At UCF, the cost of a single credit hour is $208.23 for residents but $744.84 for non-Florida residents, a more than 350 percent increase that could knock the prospect of a college education out of the hands of someone who cannot afford to pay that much.
The admissions process can be strenuous enough, even for students with all of the advantages. Getting accepted into a university is a big deal to high school graduates of all types, but prospective Knights can face residency issues, too.
Gordon Chavis, associate vice president of undergraduate admissions at UCF, said that there is a “growing number of individuals who are unable to qualify for in-state tuition” due to their parents’ immigration status.
The high cost of out-of-state tuition can definitely be a deterrent to students and their families when seeking higher education, Chavis said.
Alyssa Boddie, a nursing student, is not surprised the state and university don’t want to change the policy and lose out on potential earnings.
“From a business standpoint, I understand where they’re coming from,” she said.
Leslie Gonshak, also a nursing student, said “students will just have to take out loans” but will find a way to get an education if they want it.
She wouldn’t feel bad, however, for UCF if the university lost out on the out-of-state tuition.
In February, a bipartisan-backed bill that would have ensured resident status for tuition purposes didn’t pass through a Florida Senate subcommittee. The Senate analysis of the law said that the amount of potentially lost revenue would be “indeterminate” and that the state would have to “incur the cost of increased financial aid” for a higher number of eligible students, making the bill financially unfeasible.
On July 18, the Southern Poverty Law Center, a nonprofit organization that focuses on civil rights issues, filed a motion for summary judgment on behalf of a group of students in South Florida. They hope to push the courts to have the policies nullified on the basis that it is unconstitutional to distinguish between United States citizens based on the immigration status of their parents.

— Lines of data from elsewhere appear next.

//! Environment-driven configuration
//!
//! Accounts live under `MAIL_RECEIVE_<ACCOUNT>_*`; a `MAIL_RECEIVE_*_HOST`
//! variable declares one. Timeouts and the attachment directory are shared by
//! every account. The loaded [`ReceiveConfig`] is passed explicitly to
//! [`ImapService::connect`](crate::imap::ImapService::connect) and
//! [`MailboxSession::new`](crate::session::MailboxSession::new).

use std::collections::BTreeMap;
use std::env::{self, VarError};
use std::path::PathBuf;
use std::str::FromStr;
use std::time::Duration;

use regex::Regex;
use secrecy::SecretString;

use crate::errors::{MailError, MailResult};

/// One mailbox account
#[derive(Debug, Clone)]
pub struct AccountConfig {
    /// Lowercased account segment, as passed to `--account`
    pub account_id: String,
    pub host: String,
    pub port: u16,
    /// Only `true` is accepted at connect time
    pub secure: bool,
    pub user: String,
    pub pass: SecretString,
}

impl AccountConfig {
    /// Read `MAIL_RECEIVE_<SEGMENT>_{HOST,USER,PASS,PORT,SECURE}`
    fn from_env(segment: &str) -> MailResult<Self> {
        let prefix = format!("MAIL_RECEIVE_{segment}_");
        let key = |name: &str| format!("{prefix}{name}");

        Ok(Self {
            account_id: segment.to_ascii_lowercase(),
            host: required_env(&key("HOST"))?,
            port: parse_env(&key("PORT"), 993)?,
            secure: parse_env::<EnvBool>(&key("SECURE"), EnvBool(true))?.0,
            user: required_env(&key("USER"))?,
            pass: SecretString::new(required_env(&key("PASS"))?.into()),
        })
    }
}

/// Network timeouts applied by the IMAP backend
#[derive(Debug, Clone, Copy, PartialEq, Eq)]
pub struct Timeouts {
    /// TCP connect
    pub connect: Duration,
    /// TLS handshake, server greeting and LOGIN
    pub greeting: Duration,
    /// Every command after login
    pub socket: Duration,
}

impl Default for Timeouts {
    fn default() -> Self {
        Self {
            connect: Duration::from_secs(30),
            greeting: Duration::from_secs(15),
            socket: Duration::from_secs(300),
        }
    }
}

/// Per-session behaviour
#[derive(Debug, Clone, Default)]
pub struct SessionConfig {
    /// Directory attachments are written to while messages are fetched
    pub attachment_storage: Option<PathBuf>,
}

#[derive(Debug, Clone)]
pub struct ReceiveConfig {
    /// Keyed by `account_id`
    pub accounts: BTreeMap<String, AccountConfig>,
    pub timeouts: Timeouts,
    pub session: SessionConfig,
}

impl ReceiveConfig {
    /// Load accounts, timeouts and session settings from the environment
    ///
    /// Without any `MAIL_RECEIVE_*_HOST` variable a `default` account is
    /// required.
    ///
    /// ```text
    /// MAIL_RECEIVE_DEFAULT_HOST=imap.example.com
    /// MAIL_RECEIVE_DEFAULT_USER=user@example.com
    /// MAIL_RECEIVE_DEFAULT_PASS=secret
    /// MAIL_RECEIVE_SOCKET_TIMEOUT_MS=60000
    /// MAIL_RECEIVE_ATTACHMENT_DIR=/var/spool/attachments
    /// ```
    ///
    /// # Errors
    ///
    /// `InvalidInput` if a required variable is missing or a value does not
    /// parse.
    pub fn load_from_env() -> MailResult<Self> {
        let accounts = account_segments(env::vars().map(|(key, _)| key))?
            .iter()
            .map(|segment| AccountConfig::from_env(segment))
            .map(|account| account.map(|a| (a.account_id.clone(), a)))
            .collect::<MailResult<BTreeMap<_, _>>>()?;

        let defaults = Timeouts::default();
        let timeouts = Timeouts {
            connect: parse_millis("MAIL_RECEIVE_CONNECT_TIMEOUT_MS", defaults.connect)?,
            greeting: parse_millis("MAIL_RECEIVE_GREETING_TIMEOUT_MS", defaults.greeting)?,
            socket: parse_millis("MAIL_RECEIVE_SOCKET_TIMEOUT_MS", defaults.socket)?,
        };

        Ok(Self {
            accounts,
            timeouts,
            session: SessionConfig {
                attachment_storage: optional_env("MAIL_RECEIVE_ATTACHMENT_DIR")?.map(PathBuf::from),
            },
        })
    }

    /// # Errors
    ///
    /// `InvalidInput` if `account_id` is not configured.
    pub fn get_account(&self, account_id: &str) -> MailResult<&AccountConfig> {
        self.accounts
            .get(account_id)
            .ok_or_else(|| MailError::invalid(format!("account '{account_id}' is not configured")))
    }
}

/// Sorted, deduplicated account segments declared by `*_HOST` keys
fn account_segments(keys: impl Iterator<Item = String>) -> MailResult<Vec<String>> {
    let pattern = Regex::new(r"^MAIL_RECEIVE_([A-Z0-9_]+)_HOST$")
        .map_err(|e| MailError::invalid(format!("invalid account pattern: {e}")))?;

    let mut segments: Vec<String> = keys
        .filter_map(|key| {
            pattern
                .captures(&key)
                .and_then(|c| c.get(1))
                .map(|m| m.as_str().to_owned())
        })
        .collect();
    if segments.is_empty() {
        segments.push("DEFAULT".to_owned());
    }
    segments.sort();
    segments.dedup();
    Ok(segments)
}

fn required_env(key: &str) -> MailResult<String> {
    optional_env(key)?
        .ok_or_else(|| MailError::invalid(format!("missing required environment variable {key}")))
}

/// Blank counts as unset
fn optional_env(key: &str) -> MailResult<Option<String>> {
    match env::var(key) {
        Ok(v) if v.trim().is_empty() => Ok(None),
        Ok(v) => Ok(Some(v)),
        Err(VarError::NotPresent) => Ok(None),
        Err(VarError::NotUnicode(_)) => Err(MailError::invalid(format!(
            "environment variable {key} contains non-unicode data"
        ))),
    }
}

fn parse_env<T: FromStr>(key: &str, default: T) -> MailResult<T> {
    match optional_env(key)? {
        Some(v) => v
            .trim()
            .parse()
            .map_err(|_| MailError::invalid(format!("invalid value for {key}: '{v}'"))),
        None => Ok(default),
    }
}

fn parse_millis(key: &str, default: Duration) -> MailResult<Duration> {
    let default_ms = u64::try_from(default.as_millis()).unwrap_or(u64::MAX);
    parse_env(key, default_ms).map(Duration::from_millis)
}

/// Boolean accepting `1/0`, `true/false`, `yes/no`, `y/n`, `on/off`
#[derive(Debug, Clone, Copy, PartialEq, Eq)]
struct EnvBool(bool);

impl FromStr for EnvBool {
    type Err = ();

    fn from_str(s: &str) -> Result<Self, Self::Err> {
        match s.trim().to_ascii_lowercase().as_str() {
            "1" | "true" | "yes" | "y" | "on" => Ok(EnvBool(true)),
            "0" | "false" | "no" | "n" | "off" => Ok(EnvBool(false)),
            _ => Err(()),
        }
    }
}
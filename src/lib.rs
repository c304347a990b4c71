//! mail-receive: deferred mailbox retrieval engine
//!
//! Opens a remote folder, selects messages by search predicate, materializes
//! them as envelope-only or full snapshots (bodies and attachments), and
//! synchronizes the requested flag changes with the server. Nothing touches
//! the network until a terminal call on the receive builder.
//!
//! # Architecture
//!
//! - [`session`]: Folder lifecycle, counters, convenience receive calls
//! - [`receive`]: Deferred builder and runner
//! - [`fetch`]: Fetch plans, selection, and the executor
//! - [`sync`]: Flag writes, SEEN compensation, read-only handling
//! - [`service`]: Mailbox service capability and search predicates
//! - [`imap`]: TLS-only IMAP backend with timeout wrappers
//! - [`mime`]: Snapshot materialization from fetched bytes
//! - [`models`]: Snapshot, envelope, and attachment types
//! - [`filename`]: Attachment naming and RFC 2047 decoding
//! - [`content_type`]: MIME type and charset extraction
//! - [`storage`]: Attachment files on disk
//! - [`flags`]: System and user flag sets
//! - [`trace`]: Serialized protocol debug sink
//! - [`config`]: Environment-driven configuration
//! - [`errors`]: Backend and engine error model

pub mod config;
pub mod content_type;
pub mod errors;
pub mod fetch;
pub mod filename;
pub mod flags;
pub mod imap;
pub mod mime;
pub mod models;
pub mod receive;
pub mod service;
pub mod session;
pub mod storage;
pub mod sync;
pub mod trace;

#[cfg(test)]
mod mock;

Jerri Katzerman, one of the attorneys from the center working on the case, says that the organization’s expert analysis shows that approximately 11,826 college-aged children of immigrants would benefit from this policy change. Katzerman added that the University of Miami and the Children’s Trust have also taken legal action toward changing this policy.
Cecilia Milanes, faculty adviser to the Hispanic American Student Association and professor of Hispanic literature at UCF, says that the policy is a highly problematic requirement that could create an unnecessary burden on students and their families.
“Students living in and educated in Florida, who meet the requirements and whose applications make the cut, should pay in-state tuition,” Milanes said. “The community — university and region — benefits from having highly achieving individuals studying, working, spending their money in the community. Everybody wins.”